McKee believes that the damage to Grange’s brain was at the core of his A.L.S.
“We think the precipitating factor in his case was most likely the trauma,” McKee said. “First of all, he was absurdly young when he developed this disease. And he had considerable evidence of this trauma-induced tauopathy, or C.T.E.”
In hindsight, Grange’s family said that he showed symptoms of C.T.E. beginning in high school. He struggled to balance a checkbook. He did not understand the repercussions of failing classes. He once left for Seattle to try out for a soccer team and returned to find he had been fired from his job waiting tables because he never asked for time off. Grange fought depression in the years leading to his diagnosis, his parents said.

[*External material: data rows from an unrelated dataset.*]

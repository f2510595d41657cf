mod attendance;
mod promotion;
mod student;

pub use attendance::AttendanceCommands;
pub use promotion::PromotionCommands;
pub use student::StudentCommands;
use cohort_core::responses::DeleteResponse;

use crate::cli::GlobalFlags;
use crate::context::AppContext;
use crate::output::output;

pub async fn run(
    promotion: &str,
    student: &str,
    date: &str,
    ctx: &AppContext,
    flags: &GlobalFlags,
) -> anyhow::Result<()> {
    let deleted = ctx
        .service
        .delete_attendance(promotion, student, date)
        .await?;
    output(&DeleteResponse { deleted }, flags.format)
}
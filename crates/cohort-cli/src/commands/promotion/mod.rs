mod create;
mod get;
mod list;
mod set_modules;
mod timeline;

use crate::cli::GlobalFlags;
use crate::cli::subcommands::PromotionCommands;
use crate::context::AppContext;

/// Handle `cohortctl promotion`.
pub async fn handle(
    action: &PromotionCommands,
    ctx: &AppContext,
    flags: &GlobalFlags,
) -> anyhow::Result<()> {
    match action {
        PromotionCommands::Create {
            name,
            weeks,
            modules,
            modules_file,
        } => create::run(name, *weeks, modules, modules_file.as_deref(), ctx, flags).await,
        PromotionCommands::Get { id } => get::run(id, ctx, flags).await,
        PromotionCommands::List => list::run(ctx, flags).await,
        PromotionCommands::SetModules {
            id,
            modules,
            modules_file,
        } => set_modules::run(id, modules, modules_file.as_deref(), ctx, flags).await,
        PromotionCommands::Timeline { id } => timeline::run(id, ctx, flags).await,
    }
}
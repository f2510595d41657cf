use std::sync::Arc;
use std::sync::atomic::{AtomicBool, Ordering};

use cohort_db::backfill::BackfillOptions;

use crate::cli::GlobalFlags;
use crate::cli::root_commands::BackfillArgs;
use crate::context::AppContext;
use crate::output::output;

/// Handle `cohortctl backfill`.
///
/// Ctrl-C stops the pass after the document in flight; the partial report is
/// still printed. Failed documents are listed in the report and the command
/// itself only fails when the documents cannot be enumerated.
pub async fn handle(args: &BackfillArgs, ctx: &AppContext, flags: &GlobalFlags) -> anyhow::Result<()> {
    let cancel = Arc::new(AtomicBool::new(false));
    let watcher = {
        let cancel = Arc::clone(&cancel);
        tokio::spawn(async move {
            if tokio::signal::ctrl_c().await.is_ok() {
                tracing::warn!("backfill: interrupt received, stopping after current document");
                cancel.store(true, Ordering::Relaxed);
            }
        })
    };

    let options = BackfillOptions {
        dry_run: args.dry_run,
        page_size: args.page_size,
        cancel: Some(cancel),
    };
    let result = ctx.service.backfill_tracking_structures_with(&options).await;
    watcher.abort();
    let report = result?;

    if report.has_failures() && !flags.quiet {
        eprintln!(
            "backfill: {} of {} document(s) could not be repaired",
            report.failed, report.scanned
        );
    }
    output(&report, flags.format)
}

When he died, the Granges received a call from Boston University, requesting his brain. Learning that their son had C.T.E. was painful, but it brought some semblance of relief and peace. Like the doctors, they cannot be sure that their son’s death was precipitated by soccer, but they wish they would have discouraged his habit of heading the ball.
“Every park you go by, kids are playing soccer,” Michele Grange said. “And they’re doing headers. And that really bothers me. When I see the little kids playing soccer, even my grandson, for one thing it reminds me of better days. But on the other, it makes you think of the consequences. And I hope that these kids and their parents are going to see to it that they take care of their heads.”